'''

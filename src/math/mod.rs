mod aabb;
mod ray;
mod triangle;

pub use aabb::AABB;
pub use ray::{intersect_aabb, Ray};
pub use triangle::{intersect_triangle, TriangleHit};
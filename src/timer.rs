use std::time::Instant;

/// Minimal frame clock - tracks delta time between ticks
#[derive(Debug)]
pub struct Clock {
    last_tick: Instant,
}

impl Clock {
    pub fn new() -> Self {
        Self {
            last_tick: Instant::now(),
        }
    }

    /// Seconds since the last tick, advancing the clock
    pub fn tick(&mut self) -> f32 {
        let now = Instant::now();
        let delta = now.duration_since(self.last_tick).as_secs_f32();
        self.last_tick = now;
        delta
    }

    pub fn reset(&mut self) {
        self.last_tick = Instant::now();
    }
}

impl Default for Clock {
    fn default() -> Self {
        Self::new()
    }
}

/// Fixed-interval repeat driver for held-key navigation. Accumulates frame
/// deltas and reports how many whole intervals elapsed, capped so one long
/// stall cannot burst into a flood of steps.
#[derive(Debug, Clone, Copy)]
pub struct RepeatTimer {
    interval: f32,
    accumulator: f32,
    max_steps: u32,
}

impl RepeatTimer {
    pub fn new(interval: f32) -> Self {
        Self {
            interval,
            accumulator: 0.0,
            max_steps: 4,
        }
    }

    /// Number of whole intervals elapsed after adding this delta
    pub fn tick(&mut self, delta: f32) -> u32 {
        self.accumulator += delta;

        let steps = ((self.accumulator / self.interval) as u32).min(self.max_steps);
        self.accumulator -= steps as f32 * self.interval;
        steps
    }

    pub fn reset(&mut self) {
        self.accumulator = 0.0;
    }
}

/// Throttled timer - minimum interval between fires
#[derive(Debug, Clone, Copy)]
pub struct Throttled {
    min_interval: f32,
    time_since_last: f32,
}

impl Throttled {
    pub fn new(min_interval: f32) -> Self {
        Self {
            min_interval,
            // Allow immediate first tick
            time_since_last: min_interval,
        }
    }

    /// Attempt to fire, returns true if enough time has passed
    pub fn try_tick(&mut self, delta: f32) -> bool {
        self.time_since_last += delta;

        if self.time_since_last >= self.min_interval {
            self.time_since_last = 0.0;
            true
        } else {
            false
        }
    }
}
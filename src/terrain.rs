use glam::Vec2;

/// Height provider for the scene's terrain surface. Returns None where no
/// elevation data exists; callers treat that as no constraint.
pub trait TerrainSource {
    fn height_at(&self, xy: Vec2) -> Option<f32>;
}

/// Terrain with a single uniform elevation
#[derive(Debug, Clone, Copy)]
pub struct FlatTerrain {
    pub elevation: f32,
}

impl FlatTerrain {
    pub fn new(elevation: f32) -> Self {
        Self { elevation }
    }
}

impl TerrainSource for FlatTerrain {
    fn height_at(&self, _xy: Vec2) -> Option<f32> {
        Some(self.elevation)
    }
}

/// Regular height grid sampled bilinearly. The valid domain is half-open;
/// queries outside it return None.
#[derive(Debug, Clone)]
pub struct GridTerrain {
    origin: Vec2,
    cell_size: f32,
    cols: usize,
    rows: usize,
    heights: Vec<f32>,
}

impl GridTerrain {
    pub fn new(origin: Vec2, cell_size: f32, cols: usize, rows: usize, heights: Vec<f32>) -> Self {
        debug_assert_eq!(heights.len(), cols * rows);
        Self {
            origin,
            cell_size,
            cols,
            rows,
            heights,
        }
    }

    /// Build a grid by sampling a height function at every vertex
    pub fn from_fn(
        origin: Vec2,
        cell_size: f32,
        cols: usize,
        rows: usize,
        f: impl Fn(Vec2) -> f32,
    ) -> Self {
        let mut heights = Vec::with_capacity(cols * rows);
        for row in 0..rows {
            for col in 0..cols {
                let xy = origin + Vec2::new(col as f32, row as f32) * cell_size;
                heights.push(f(xy));
            }
        }
        Self::new(origin, cell_size, cols, rows, heights)
    }

    fn sample(&self, col: usize, row: usize) -> f32 {
        self.heights[row * self.cols + col]
    }
}

impl TerrainSource for GridTerrain {
    fn height_at(&self, xy: Vec2) -> Option<f32> {
        let rel = (xy - self.origin) / self.cell_size;
        if rel.x < 0.0 || rel.y < 0.0 {
            return None;
        }

        let col = rel.x.floor() as usize;
        let row = rel.y.floor() as usize;
        if col + 1 >= self.cols || row + 1 >= self.rows {
            return None;
        }

        let fx = rel.x - col as f32;
        let fy = rel.y - row as f32;

        let h00 = self.sample(col, row);
        let h10 = self.sample(col + 1, row);
        let h01 = self.sample(col, row + 1);
        let h11 = self.sample(col + 1, row + 1);

        let south = h00 + (h10 - h00) * fx;
        let north = h01 + (h11 - h01) * fx;
        Some(south + (north - south) * fy)
    }
}
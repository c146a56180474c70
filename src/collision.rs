use crate::math::{intersect_aabb, intersect_triangle, Ray, AABB};
use glam::Vec3;

/// Nearest intersection between a ray and collision geometry
#[derive(Debug, Clone, Copy)]
pub struct RayHit {
    pub distance: f32,
    pub point: Vec3,
    pub normal: Vec3,
}

/// A solid the navigation controllers cannot walk through
#[derive(Debug, Clone)]
pub enum Collider {
    Box(AABB),
    Mesh(Vec<[Vec3; 3]>),
}

impl Collider {
    pub fn raycast(&self, ray: &Ray) -> Option<RayHit> {
        match self {
            Collider::Box(bounds) => {
                let t = intersect_aabb(ray, bounds);
                if t < 0.0 {
                    return None;
                }
                let point = ray.point_at(t);
                Some(RayHit {
                    distance: t,
                    point,
                    normal: face_toward_ray(bounds.normal_at(point), ray.dir),
                })
            }
            Collider::Mesh(triangles) => {
                let mut closest: Option<RayHit> = None;
                for tri in triangles {
                    if let Some(hit) = intersect_triangle(ray, tri[0], tri[1], tri[2]) {
                        if closest.map_or(true, |c| hit.t < c.distance) {
                            closest = Some(RayHit {
                                distance: hit.t,
                                point: ray.point_at(hit.t),
                                normal: face_toward_ray(hit.normal, ray.dir),
                            });
                        }
                    }
                }
                closest
            }
        }
    }

    pub fn bounds(&self) -> AABB {
        match self {
            Collider::Box(bounds) => *bounds,
            Collider::Mesh(triangles) => {
                let mut bounds = AABB::new(
                    Vec3::splat(f32::INFINITY),
                    Vec3::splat(f32::NEG_INFINITY),
                );
                for tri in triangles {
                    for v in tri {
                        bounds.min = bounds.min.min(*v);
                        bounds.max = bounds.max.max(*v);
                    }
                }
                bounds
            }
        }
    }
}

// Walls can be approached from either side, so hit normals always face the
// ray origin regardless of winding.
fn face_toward_ray(normal: Vec3, ray_dir: Vec3) -> Vec3 {
    if normal.dot(ray_dir) > 0.0 {
        -normal
    } else {
        normal
    }
}

/// The scene's collision geometry. Owned by the host, read-only to the
/// controllers.
#[derive(Debug, Clone, Default)]
pub struct CollisionSet {
    colliders: Vec<Collider>,
}

impl CollisionSet {
    pub fn new() -> Self {
        Self {
            colliders: Vec::new(),
        }
    }

    pub fn push(&mut self, collider: Collider) {
        self.colliders.push(collider);
    }

    pub fn is_empty(&self) -> bool {
        self.colliders.is_empty()
    }

    pub fn len(&self) -> usize {
        self.colliders.len()
    }

    /// Nearest hit across all colliders
    pub fn raycast(&self, ray: &Ray) -> Option<RayHit> {
        let mut closest: Option<RayHit> = None;
        for collider in &self.colliders {
            if let Some(hit) = collider.raycast(ray) {
                if closest.map_or(true, |c| hit.distance < c.distance) {
                    closest = Some(hit);
                }
            }
        }
        closest
    }

    /// Combined bounds of the set, or None when it is empty
    pub fn bounds(&self) -> Option<AABB> {
        self.colliders
            .iter()
            .map(|c| c.bounds())
            .reduce(|a, b| a.union(&b))
    }
}
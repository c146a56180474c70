use glam::Vec3;

#[derive(Copy, Clone, Debug)]
pub struct AABB {
    pub min: Vec3,
    pub max: Vec3,
}

impl AABB {
    pub fn new(min: Vec3, max: Vec3) -> Self {
        Self { min, max }
    }

    pub fn union(&self, other: &AABB) -> AABB {
        AABB {
            min: self.min.min(other.min),
            max: self.max.max(other.max),
        }
    }

    pub fn center(&self) -> Vec3 {
        (self.min + self.max) * 0.5
    }

    pub fn contains(&self, point: Vec3) -> bool {
        point.cmpge(self.min).all() && point.cmple(self.max).all()
    }

    /// Outward normal of the face closest to `point`. Meaningful for points
    /// on or near the box surface, e.g. ray hit points.
    pub fn normal_at(&self, point: Vec3) -> Vec3 {
        let to_min = (point - self.min).abs();
        let to_max = (self.max - point).abs();

        let mut best = to_min.x;
        let mut normal = Vec3::NEG_X;
        if to_max.x < best {
            best = to_max.x;
            normal = Vec3::X;
        }
        if to_min.y < best {
            best = to_min.y;
            normal = Vec3::NEG_Y;
        }
        if to_max.y < best {
            best = to_max.y;
            normal = Vec3::Y;
        }
        if to_min.z < best {
            best = to_min.z;
            normal = Vec3::NEG_Z;
        }
        if to_max.z < best {
            normal = Vec3::Z;
        }
        normal
    }
}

'''

■ **Problem to work on**
Using the entries above, give back exactly the line containing "let steps = ((self.accumulator", the line containing "self.time_since_last += delta;", and every line between them, and nothing else.

■ **Reply**
        let steps = ((self.accumulator / self.interval) as u32).min(self.max_steps);
        self.accumulator -= steps as f32 * self.interval;
        steps
    }

    pub fn reset(&mut self) {
        self.accumulator = 0.0;
    }
}

/// Throttled timer - minimum interval between fires
#[derive(Debug, Clone, Copy)]
pub struct Throttled {
    min_interval: f32,
    time_since_last: f32,
}

impl Throttled {
    pub fn new(min_interval: f32) -> Self {
        Self {
            min_interval,
            // Allow immediate first tick
            time_since_last: min_interval,
        }
    }

    /// Attempt to fire, returns true if enough time has passed
    pub fn try_tick(&mut self, delta: f32) -> bool {
        self.time_since_last += delta;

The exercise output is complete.